[Stored data]
=== Section Start ===

#[cfg(test)]
mod tests {
    use super::*;
    use crate::constants::{GENERATION_INPUT_INDEX, SEQUENCE_FINAL};
    use crate::merkle::block_merkle_root;
    use crate::pow::{mine_header, ChainWork};
    use crate::storage::{KeyValueStore, MemoryStore, StoreView};
    use crate::validation::ConsensusValidator;
    use proptest::prelude::*;
    use std::collections::BTreeMap;

    #[test]
    fn test_attach_genesis() {
        let store = MemoryStore::new();
        let validator = ConsensusValidator::new();
        let magnet = Magnet::new(&validator);
        let genesis = create_test_block(ZERO_HASH, 0, vec![]);
        let hash = genesis.hash();

        let mut txn = StoreTransaction::new(&store);
        let attach = magnet.attach_block(&mut txn, &hash, &genesis).unwrap();
        txn.commit().unwrap();

        assert_eq!(attach.info.height, 0);
        assert_eq!(attach.info.chain_work, ChainWork::from_u64(2));
        assert_eq!(StoreView(&store).best_tip().unwrap(), Some(hash));
        let coinbase = genesis.transactions[0].hash();
        let descriptor = StoreView(&store).descriptor(&coinbase).unwrap().unwrap();
        assert_eq!(descriptor.outputs_spent_by, vec![None]);
    }

    #[test]
    fn test_attach_block_links_parent() {
        let store = MemoryStore::new();
        let validator = ConsensusValidator::new();
        let magnet = Magnet::new(&validator);
        let genesis = create_test_block(ZERO_HASH, 0, vec![]);
        attach(&store, &magnet, &genesis);
        let child = create_test_block(genesis.hash(), 1, vec![]);
        let info = attach(&store, &magnet, &child);

        assert_eq!(info.height, 1);
        assert_eq!(info.chain_work, ChainWork::from_u64(4));
        let parent = StoreView(&store).block_info(&genesis.hash()).unwrap().unwrap();
        assert_eq!(parent.next_block_hash, Some(child.hash()));
    }

    #[test]
    fn test_attach_block_requires_best_tip_parent() {
        let store = MemoryStore::new();
        let validator = ConsensusValidator::new();
        let magnet = Magnet::new(&validator);
        let genesis = create_test_block(ZERO_HASH, 0, vec![]);
        attach(&store, &magnet, &genesis);
        let a = create_test_block(genesis.hash(), 1, vec![]);
        attach(&store, &magnet, &a);

        let side = create_test_block(genesis.hash(), 2, vec![]);
        let mut txn = StoreTransaction::new(&store);
        let err = magnet.attach_block(&mut txn, &side.hash(), &side).unwrap_err();
        assert!(matches!(err, ChainError::NotBestTip(_)));
    }

    #[test]
    fn test_double_spend_in_block_is_rejected_and_rolled_back() {
        let store = MemoryStore::new();
        let validator = ConsensusValidator::new();
        let magnet = Magnet::new(&validator);
        let genesis = create_test_block(ZERO_HASH, 0, vec![]);
        attach(&store, &magnet, &genesis);
        let coinbase = genesis.transactions[0].hash();

        let first = create_spend(coinbase, 0, 100);
        let second = create_spend(coinbase, 0, 99);
        let block = create_test_block(genesis.hash(), 1, vec![first, second]);
        let before = store.snapshot();

        let mut txn = StoreTransaction::new(&store);
        let err = magnet.attach_block(&mut txn, &block.hash(), &block).unwrap_err();
        drop(txn);
        assert!(matches!(err, ChainError::OutputAlreadySpent { .. }));
        assert_eq!(store.snapshot(), before);
    }

    #[test]
    fn test_detach_block_restores_snapshot() {
        let store = MemoryStore::new();
        let validator = ConsensusValidator::new();
        let magnet = Magnet::new(&validator);
        let genesis = create_test_block(ZERO_HASH, 0, vec![]);
        attach(&store, &magnet, &genesis);
        let coinbase = genesis.transactions[0].hash();

        // Side-branch record first, so the detached block returns to exactly this state
        let spend = create_spend(coinbase, 0, 100);
        let chained = create_spend(spend.hash(), 0, 90);
        let block = create_test_block(genesis.hash(), 1, vec![spend, chained]);
        let hash = block.hash();
        let mut txn = StoreTransaction::new(&store);
        magnet.store_side_block(&mut txn, &hash, &block).unwrap();
        txn.commit().unwrap();
        let before = store.snapshot();

        attach(&store, &magnet, &block);
        assert_ne!(store.snapshot(), before);

        let mut txn = StoreTransaction::new(&store);
        let detach = magnet.detach_block(&mut txn, &hash).unwrap();
        txn.commit().unwrap();

        assert!(detach.displaced.is_empty());
        assert_eq!(store.snapshot(), before);
    }

    proptest! {
        /// Detaching any suffix of the chain unwinds to the earlier state, and attaching
        /// it again restores every record
        #[test]
        fn test_detach_attach_round_trip(length in 1usize..6, depth_seed in 0usize..6) {
            let depth = depth_seed % length + 1;
            let store = MemoryStore::new();
            let validator = ConsensusValidator::new();
            let magnet = Magnet::new(&validator);

            let mut chain = vec![create_test_block(ZERO_HASH, 0, vec![])];
            attach(&store, &magnet, &chain[0]);
            let mut snapshots = vec![store.snapshot()];
            for height in 1..=length {
                let prev = chain[height - 1].clone();
                let spend = create_spend(prev.transactions[0].hash(), 0, 4000);
                let chained = create_spend(spend.hash(), 0, 3000);
                let block = create_test_block(prev.hash(), height as u8, vec![spend, chained]);
                attach(&store, &magnet, &block);
                snapshots.push(store.snapshot());
                chain.push(block);
            }
            let full = store.snapshot();

            for block in chain.iter().rev().take(depth) {
                let mut txn = StoreTransaction::new(&store);
                let detach = magnet.detach_block(&mut txn, &block.hash()).unwrap();
                txn.commit().unwrap();
                prop_assert!(detach.displaced.is_empty());
            }

            let fork_height = length - depth;
            let settled = &snapshots[fork_height];
            let now = store.snapshot();
            for namespace in [Namespace::Transactions, Namespace::Pool, Namespace::Meta] {
                prop_assert_eq!(only(&now, namespace), only(settled, namespace));
            }
            let now_info = only(&now, Namespace::BlockInfo);
            for (key, value) in only(settled, Namespace::BlockInfo) {
                prop_assert_eq!(now_info.get(&key), Some(&value));
            }

            for block in &chain[fork_height + 1..] {
                attach(&store, &magnet, block);
            }
            prop_assert_eq!(store.snapshot(), full);
        }
    }

    #[test]
    fn test_detach_non_tip_is_fatal() {
        let store = MemoryStore::new();
        let validator = ConsensusValidator::new();
        let magnet = Magnet::new(&validator);
        let genesis = create_test_block(ZERO_HASH, 0, vec![]);
        attach(&store, &magnet, &genesis);
        let a = create_test_block(genesis.hash(), 1, vec![]);
        attach(&store, &magnet, &a);

        let mut txn = StoreTransaction::new(&store);
        let err = magnet.detach_block(&mut txn, &genesis.hash()).unwrap_err();
        assert!(err.is_fatal());
    }

    #[test]
    fn test_pool_transaction_is_promoted_by_block() {
        let store = MemoryStore::new();
        let validator = ConsensusValidator::new();
        let magnet = Magnet::new(&validator);
        let genesis = create_test_block(ZERO_HASH, 0, vec![]);
        attach(&store, &magnet, &genesis);
        let coinbase = genesis.transactions[0].hash();

        let parent = create_spend(coinbase, 0, 100);
        let child = create_spend(parent.hash(), 0, 90);
        admit(&store, &magnet, &parent, 1);
        admit(&store, &magnet, &child, 2);

        let block = create_test_block(genesis.hash(), 1, vec![parent.clone()]);
        let mut txn = StoreTransaction::new(&store);
        let attach = magnet.attach_block(&mut txn, &block.hash(), &block).unwrap();
        txn.commit().unwrap();

        assert_eq!(attach.promoted, vec![parent.hash()]);
        let view = StoreView(&store);
        assert!(view.pool_entry(&parent.hash()).unwrap().is_none());
        let descriptor = view.descriptor(&parent.hash()).unwrap().unwrap();
        assert_eq!(descriptor.outputs_spent_by[0], Some(InPoint { hash: child.hash(), index: 0 }));
        assert!(view.pool_entry(&child.hash()).unwrap().is_some());
    }

    #[test]
    fn test_conflicting_pool_transaction_is_evicted() {
        let store = MemoryStore::new();
        let validator = ConsensusValidator::new();
        let magnet = Magnet::new(&validator);
        let genesis = create_test_block(ZERO_HASH, 0, vec![]);
        attach(&store, &magnet, &genesis);
        let coinbase = genesis.transactions[0].hash();

        let pooled = create_spend(coinbase, 0, 100);
        let pooled_child = create_spend(pooled.hash(), 0, 90);
        admit(&store, &magnet, &pooled, 1);
        admit(&store, &magnet, &pooled_child, 2);

        let winner = create_spend(coinbase, 0, 50);
        let block = create_test_block(genesis.hash(), 1, vec![winner.clone()]);
        let mut txn = StoreTransaction::new(&store);
        let attach = magnet.attach_block(&mut txn, &block.hash(), &block).unwrap();
        txn.commit().unwrap();

        assert_eq!(attach.evicted, vec![pooled_child.hash(), pooled.hash()]);
        let view = StoreView(&store);
        assert!(view.pool_entry(&pooled.hash()).unwrap().is_none());
        assert!(view.pool_entry(&pooled_child.hash()).unwrap().is_none());
        assert_eq!(
            ledger::spent_by(&view, &OutPoint { hash: coinbase, index: 0 }).unwrap(),
            Some(InPoint { hash: winner.hash(), index: 0 })
        );
    }

    #[test]
    fn test_block_spending_pool_transaction_is_rejected() {
        let store = MemoryStore::new();
        let validator = ConsensusValidator::new();
        let magnet = Magnet::new(&validator);
        let genesis = create_test_block(ZERO_HASH, 0, vec![]);
        attach(&store, &magnet, &genesis);
        let coinbase = genesis.transactions[0].hash();

        let pooled = create_spend(coinbase, 0, 100);
        admit(&store, &magnet, &pooled, 1);
        let child = create_spend(pooled.hash(), 0, 90);
        let block = create_test_block(genesis.hash(), 1, vec![child]);
        let mut txn = StoreTransaction::new(&store);
        let err = magnet.attach_block(&mut txn, &block.hash(), &block).unwrap_err();
        assert!(matches!(err, ChainError::Validation(_)));
    }

    #[test]
    fn test_detach_displaces_pool_spenders() {
        let store = MemoryStore::new();
        let validator = ConsensusValidator::new();
        let magnet = Magnet::new(&validator);
        let genesis = create_test_block(ZERO_HASH, 0, vec![]);
        attach(&store, &magnet, &genesis);
        let coinbase = genesis.transactions[0].hash();

        let confirmed = create_spend(coinbase, 0, 100);
        let block = create_test_block(genesis.hash(), 1, vec![confirmed.clone()]);
        attach(&store, &magnet, &block);
        let pooled = create_spend(confirmed.hash(), 0, 90);
        let pooled_child = create_spend(pooled.hash(), 0, 80);
        admit(&store, &magnet, &pooled, 1);
        admit(&store, &magnet, &pooled_child, 2);

        let mut txn = StoreTransaction::new(&store);
        let detach = magnet.detach_block(&mut txn, &block.hash()).unwrap();
        txn.commit().unwrap();

        let displaced: Vec<Hash> = detach.displaced.iter().map(|(hash, _)| *hash).collect();
        assert_eq!(displaced, vec![pooled.hash(), pooled_child.hash()]);
        let view = StoreView(&store);
        assert!(view.descriptor(&confirmed.hash()).unwrap().is_none());
        assert!(view.pool_entry(&pooled.hash()).unwrap().is_none());
        assert_eq!(ledger::spent_by(&view, &OutPoint { hash: coinbase, index: 0 }).unwrap(), None);
        assert_eq!(view.best_tip().unwrap(), Some(genesis.hash()));
    }

    #[test]
    fn test_pool_orphan_and_duplicate() {
        let store = MemoryStore::new();
        let validator = ConsensusValidator::new();
        let magnet = Magnet::new(&validator);
        let genesis = create_test_block(ZERO_HASH, 0, vec![]);
        attach(&store, &magnet, &genesis);

        let orphan = create_spend([5; 32], 0, 10);
        let mut txn = StoreTransaction::new(&store);
        let err = magnet
            .attach_transaction(&mut txn, &orphan.hash(), &orphan, Placement::Pool { admitted_at: 0, sequence: 0 })
            .unwrap_err();
        assert!(err.is_orphan());

        let spend = create_spend(genesis.transactions[0].hash(), 0, 10);
        admit(&store, &magnet, &spend, 1);
        let mut txn = StoreTransaction::new(&store);
        let err = magnet
            .attach_transaction(&mut txn, &spend.hash(), &spend, Placement::Pool { admitted_at: 0, sequence: 2 })
            .unwrap_err();
        assert!(matches!(err, ChainError::DuplicateTransaction(_)));
    }

    fn only(snapshot: &BTreeMap<(Namespace, Vec<u8>), Vec<u8>>, namespace: Namespace) -> BTreeMap<Vec<u8>, Vec<u8>> {
        snapshot
            .iter()
            .filter(|((ns, _), _)| *ns == namespace)
            .map(|((_, key), value)| (key.clone(), value.clone()))
            .collect()
    }

    fn attach(store: &dyn KeyValueStore, magnet: &Magnet<'_>, block: &Block) -> BlockInfo {
        let mut txn = StoreTransaction::new(store);
        let attach = magnet.attach_block(&mut txn, &block.hash(), block).unwrap();
        txn.commit().unwrap();
        attach.info
    }

    fn admit(store: &dyn KeyValueStore, magnet: &Magnet<'_>, tx: &Transaction, sequence: Natural) {
        let mut txn = StoreTransaction::new(store);
        magnet
            .attach_transaction(&mut txn, &tx.hash(), tx, Placement::Pool { admitted_at: 0, sequence })
            .unwrap();
        txn.commit().unwrap();
    }

    fn create_spend(parent: Hash, index: u32, value: Integer) -> Transaction {
        Transaction {
            version: 1,
            inputs: vec![TransactionInput {
                prevout: OutPoint { hash: parent, index },
                script_sig: vec![0x51],
                sequence: SEQUENCE_FINAL,
            }],
            outputs: vec![TransactionOutput { value, script_pubkey: vec![0x51] }],
            lock_time: 0,
        }
    }

    fn create_test_block(prev: Hash, height: u8, mut transactions: Vec<Transaction>) -> Block {
        let coinbase = Transaction {
            version: 1,
            inputs: vec![TransactionInput {
                prevout: OutPoint { hash: ZERO_HASH, index: GENERATION_INPUT_INDEX },
                script_sig: vec![height, 0xc0],
                sequence: SEQUENCE_FINAL,
            }],
            outputs: vec![TransactionOutput { value: 5000, script_pubkey: vec![0x51] }],
            lock_time: 0,
        };
        transactions.insert(0, coinbase);
        let mut block = Block {
            header: BlockHeader {
                version: 1,
                prev_block_hash: prev,
                merkle_root: ZERO_HASH,
                timestamp: 1_700_000_000 + height as u32,
                bits: 0x207fffff,
                nonce: 0,
            },
            transactions,
        };
        block.header.merkle_root = block_merkle_root(&block).unwrap();
        assert!(mine_header(&mut block.header, 1_000).unwrap());
        block
    }
}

=== Section End ===

Match on "OutPoint" and copy out every line of the entries that contains it.

**Exercise response**:
            ledger::spent_by(&view, &OutPoint { hash: coinbase, index: 0 }).unwrap(),
        assert_eq!(ledger::spent_by(&view, &OutPoint { hash: coinbase, index: 0 }).unwrap(), None);
                prevout: OutPoint { hash: parent, index },
                prevout: OutPoint { hash: ZERO_HASH, index: GENERATION_INPUT_INDEX },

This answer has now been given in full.